212 The allowlisted rules aligned with each
213 [driver version](https://github.com/google/gvisor/blob/c087777e37a186e38206209c41178e92ef1bbe81/pkg/sentry/devices/nvproxy/version.go#L152).
214 This approach is similar to the allowlisted ioctls for terminal support
215 described above. This allows gVisor to retain the vast majority of its
216 protection for the host while allowing access to GPUs. All of the above CVEs
217 remain mitigated even when "nvproxy" is used.
218
219 However, gVisor is much less effective at mitigating vulnerabilities within the
220 NVIDIA GPU drivers themselves, *because* gVisor passes through calls to be
221 handled by the kernel module. If there is a vulnerability in a given driver for
222 a given GPU `ioctl` (read feature) that gVisor passes through, then gVisor will
223 also be vulnerable. If the vulnerability is in an unimplemented feature, gVisor
224 will block the required calls with seccomp filters.
225
226 In addition, gVisor doesn't introduce any additional hardware-level isolation
227 beyond that which is configured by by the NVIDIA kernel-mode driver. There is no
228 validation of things like DMA buffers. The only checks are done in seccomp-bpf
229 rules to ensure `ioctl(2)` calls are made on supported and allowlisted `ioctl`s.
230
231 Therefore, **it is imperative that users update NVIDIA drivers in a timely
232 manner with or without gVisor**. To see the latest drivers gVisor supports, you
233 can run the following with your runsc release:
234
235 ```
236 $ runsc nvproxy list-supported-drivers
237 ```
238
239 Alternatively you can view the
240 [source code](https://github.com/google/gvisor/blob/be9169a6ce095a08b99940a97db3f58e5c5bd2ce/pkg/sentry/devices/nvproxy/version.go#L1)
241 or download it and run:
242
243 ```
244 $ make run TARGETS=runsc:runsc ARGS="nvproxy list-supported-drivers"
245 ```
246
247 ### So, if you don't protect against all the things, why even?
248
249 While gVisor doesn't protect against *all* NVIDIA driver vulnerabilities, it
250 *does* protect against a large set of general vulnerabilities in Linux.

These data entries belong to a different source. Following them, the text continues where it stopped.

// SPDX-License-Identifier: MIT
// Copyright (c) 2025 ReifyDB

//! Byte order of encoded keys against typed row order

use memkey_core::{FieldType, KeyEncoder, KeyEncoderConfig};
use memkey_testing::{assert_order_preserved, cross_rows, nullable_schema_of, schema_of};

use crate::init_tracing;

#[test]
fn test_single_field_every_type() {
	init_tracing();
	let encoder = KeyEncoder::default();
	for ty in FieldType::ALL {
		let schema = schema_of(&[ty]);
		assert_order_preserved(&encoder, &schema, &cross_rows(&schema));
	}
}

#[test]
fn test_single_nullable_field_every_type() {
	let encoder = KeyEncoder::default();
	for ty in FieldType::ALL {
		let schema = nullable_schema_of(&[ty]);
		assert_order_preserved(&encoder, &schema, &cross_rows(&schema));
	}
}

#[test]
fn test_field_pairs() {
	let encoder = KeyEncoder::default();
	for first in FieldType::ALL {
		for second in [FieldType::Int32, FieldType::String, FieldType::Float64, FieldType::Boolean] {
			let schema = schema_of(&[first, second]);
			assert_order_preserved(&encoder, &schema, &cross_rows(&schema));
		}
	}
}

#[test]
fn test_three_fields_nullable() {
	let encoder = KeyEncoder::new(KeyEncoderConfig::new().parallel_threshold(64));
	let schema = nullable_schema_of(&[FieldType::Binary, FieldType::Date, FieldType::Int64]);
	assert_order_preserved(&encoder, &schema, &cross_rows(&schema));
}

#[test]
fn test_sort_keys_matches_sort_rows() {
	let encoder = KeyEncoder::new(KeyEncoderConfig::new().parallel_threshold(16));
	let schema = nullable_schema_of(&[FieldType::Float32, FieldType::String]);

	let mut rows = cross_rows(&schema);
	rows.reverse();

	let mut expected = rows.clone();
	expected.sort();

	encoder.sort_rows(&schema, &mut rows).unwrap();
	assert_eq!(rows, expected);

	let mut keys = encoder.encode_all(&schema, &rows).unwrap();
	let sorted = keys.clone();
	keys.reverse();
	encoder.sort_keys(&mut keys);
	assert_eq!(keys, sorted);
}
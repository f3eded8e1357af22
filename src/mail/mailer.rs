//! Contact-form relay over SMTP.

use std::fmt;
use std::sync::Arc;
use std::time::Duration;

use async_trait::async_trait;
use lettre::message::{Mailbox, MultiPart};
use lettre::transport::smtp::authentication::Credentials;
use lettre::{Address, AsyncSmtpTransport, AsyncTransport, Message, Tokio1Executor};

use super::template::{RenderedMail, render};
use crate::config::MailConfig;
use crate::domain::ContactMessage;
use crate::error::SiteError;

/// Delivers one rendered message. Implementations attempt delivery once.
#[async_trait]
pub trait MailTransport: fmt::Debug + Send + Sync {
    /// Sends `mail`, returning the server's acknowledgement.
    ///
    /// # Errors
    ///
    /// Returns [`SiteError::Validation`] when the visitor address cannot be
    /// used, or [`SiteError::Delivery`] when the relay fails.
    async fn deliver(&self, mail: &RenderedMail) -> Result<String, SiteError>;
}

/// SMTP relay built on `lettre`.
pub struct SmtpRelay {
    transport: AsyncSmtpTransport<Tokio1Executor>,
    from: Address,
    to: Mailbox,
}

impl fmt::Debug for SmtpRelay {
    fn fmt(&self, f: &mut fmt::Formatter<'_>) -> fmt::Result {
        f.debug_struct("SmtpRelay")
            .field("from", &self.from)
            .field("to", &self.to)
            .finish_non_exhaustive()
    }
}

impl SmtpRelay {
    /// Builds the relay. Port 465 uses implicit TLS, other ports STARTTLS.
    ///
    /// # Errors
    ///
    /// Returns [`SiteError::Delivery`] if the TLS setup fails or the
    /// configured addresses are invalid.
    pub fn new(config: &MailConfig) -> Result<Self, SiteError> {
        let builder = if config.port == 465 {
            AsyncSmtpTransport::<Tokio1Executor>::relay(&config.host)
        } else {
            AsyncSmtpTransport::<Tokio1Executor>::starttls_relay(&config.host)
        }
        .map_err(|e| SiteError::Delivery(format!("smtp setup for {}: {e}", config.host)))?;

        let transport = builder
            .port(config.port)
            .credentials(Credentials::new(
                config.username.clone(),
                config.password.clone(),
            ))
            .timeout(Some(Duration::from_secs(config.timeout_secs)))
            .build();

        let from: Address = config
            .from
            .parse()
            .map_err(|e| SiteError::Delivery(format!("invalid EMAIL_FROM {}: {e}", config.from)))?;
        let to: Mailbox = config
            .to
            .parse()
            .map_err(|e| SiteError::Delivery(format!("invalid EMAIL_TO {}: {e}", config.to)))?;

        Ok(Self {
            transport,
            from,
            to,
        })
    }

    fn build_message(&self, mail: &RenderedMail) -> Result<Message, SiteError> {
        let reply_to: Address = mail.reply_to.parse().map_err(|_| {
            SiteError::Validation(format!("invalid email address: {}", mail.reply_to))
        })?;

        Message::builder()
            .from(Mailbox::new(Some(mail.sender_name.clone()), self.from.clone()))
            .reply_to(Mailbox::new(Some(mail.sender_name.clone()), reply_to))
            .to(self.to.clone())
            .subject(mail.subject.clone())
            .multipart(MultiPart::alternative_plain_html(
                mail.text.clone(),
                mail.html.clone(),
            ))
            .map_err(|e| SiteError::Delivery(format!("message build: {e}")))
    }
}

#[async_trait]
impl MailTransport for SmtpRelay {
    async fn deliver(&self, mail: &RenderedMail) -> Result<String, SiteError> {
        let message = self.build_message(mail)?;
        let response = self
            .transport
            .send(message)
            .await
            .map_err(|e| SiteError::Delivery(e.to_string()))?;
        Ok(response.message().collect::<Vec<_>>().join(" "))
    }
}

/// Renders contact messages and relays them through a [`MailTransport`].
#[derive(Debug, Clone)]
pub struct Mailer {
    transport: Arc<dyn MailTransport>,
}

impl Mailer {
    /// Creates a mailer over `transport`.
    #[must_use]
    pub fn new(transport: Arc<dyn MailTransport>) -> Self {
        Self { transport }
    }

    /// Creates a mailer relaying through SMTP.
    ///
    /// # Errors
    ///
    /// See [`SmtpRelay::new`].
    pub fn smtp(config: &MailConfig) -> Result<Self, SiteError> {
        Ok(Self::new(Arc::new(SmtpRelay::new(config)?)))
    }

    /// Validates, renders and sends a contact message. Delivery is attempted
    /// exactly once.
    ///
    /// # Errors
    ///
    /// Returns [`SiteError::Validation`] for missing fields or an unusable
    /// visitor address, and [`SiteError::Delivery`] when the relay fails.
    pub async fn send(&self, message: ContactMessage) -> Result<(), SiteError> {
        let message = message.normalized()?;
        let mail = render(&message);
        match self.transport.deliver(&mail).await {
            Ok(ack) => {
                tracing::info!(reply_to = %mail.reply_to, %ack, "contact message relayed");
                Ok(())
            }
            Err(e) => {
                tracing::error!(reply_to = %mail.reply_to, error = %e, "contact message not relayed");
                Err(e)
            }
        }
    }
}

#[cfg(test)]
#[allow(clippy::panic)]
mod tests {
    use tokio::sync::Mutex;

    use super::*;

    #[derive(Debug, Default)]
    struct Recorder {
        sent: Mutex<Vec<RenderedMail>>,
        fail: bool,
    }

    #[async_trait]
    impl MailTransport for Recorder {
        async fn deliver(&self, mail: &RenderedMail) -> Result<String, SiteError> {
            if self.fail {
                return Err(SiteError::Delivery("connection refused".to_string()));
            }
            self.sent.lock().await.push(mail.clone());
            Ok("250 OK".to_string())
        }
    }

    fn contact() -> ContactMessage {
        ContactMessage {
            name: "Ada".to_string(),
            email: "ada@example.com".to_string(),
            message: "Hello".to_string(),
            ..Default::default()
        }
    }

    #[tokio::test]
    async fn send_renders_and_delivers_once() {
        let recorder = Arc::new(Recorder::default());
        let mailer = Mailer::new(Arc::clone(&recorder) as Arc<dyn MailTransport>);

        assert!(mailer.send(contact()).await.is_ok());
        let sent = recorder.sent.lock().await;
        assert_eq!(sent.len(), 1);
        let Some(mail) = sent.first() else {
            panic!("nothing sent");
        };
        assert_eq!(mail.reply_to, "ada@example.com");
    }

    #[tokio::test]
    async fn invalid_fields_never_reach_transport() {
        let recorder = Arc::new(Recorder::default());
        let mailer = Mailer::new(Arc::clone(&recorder) as Arc<dyn MailTransport>);

        let mut msg = contact();
        msg.name = String::new();
        assert!(matches!(
            mailer.send(msg).await,
            Err(SiteError::Validation(_))
        ));
        assert!(recorder.sent.lock().await.is_empty());
    }

    #[tokio::test]
    async fn transport_failure_is_delivery_error() {
        let mailer = Mailer::new(Arc::new(Recorder {
            fail: true,
            ..Default::default()
        }));
        assert!(matches!(
            mailer.send(contact()).await,
            Err(SiteError::Delivery(_))
        ));
    }

    #[tokio::test]
    async fn smtp_message_uses_site_sender_and_visitor_reply_to() {
        let config = MailConfig {
            host: "smtp.example.com".to_string(),
            port: 587,
            username: "site@example.com".to_string(),
            password: "pw".to_string(),
            to: "owner@example.com".to_string(),
            from: "site@example.com".to_string(),
            timeout_secs: 5,
        };
        let Ok(relay) = SmtpRelay::new(&config) else {
            panic!("relay construction failed");
        };
        let mail = render(&contact());
        let Ok(message) = relay.build_message(&mail) else {
            panic!("message build failed");
        };
        let formatted = String::from_utf8_lossy(&message.formatted()).into_owned();
        assert!(formatted.contains("Reply-To:"));
        assert!(formatted.contains("<ada@example.com>"));
        assert!(formatted.contains("<site@example.com>"));
        assert!(formatted.contains("owner@example.com"));

        let mut bad = mail;
        bad.reply_to = "nope".to_string();
        assert!(matches!(
            relay.build_message(&bad),
            Err(SiteError::Validation(_))
        ));
    }
}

251 Applications don't just use GPUs, they use them as a part of a larger
252 application that may include third party libraries. For example, Tensorflow
253 [suffers from the same kind of vulnerabilities](https://nvd.nist.gov/vuln/detail/CVE-2022-29216)
254 that every application does. Designing and implementing an application with
255 security in mind is hard and in the emerging AI space, security is often
256 overlooked in favor of getting to market fast. There are also many services that
257 allow users to run external users' code on the vendor's infrastructure. gVisor
258 is well suited as part of a larger security plan for these and other use cases.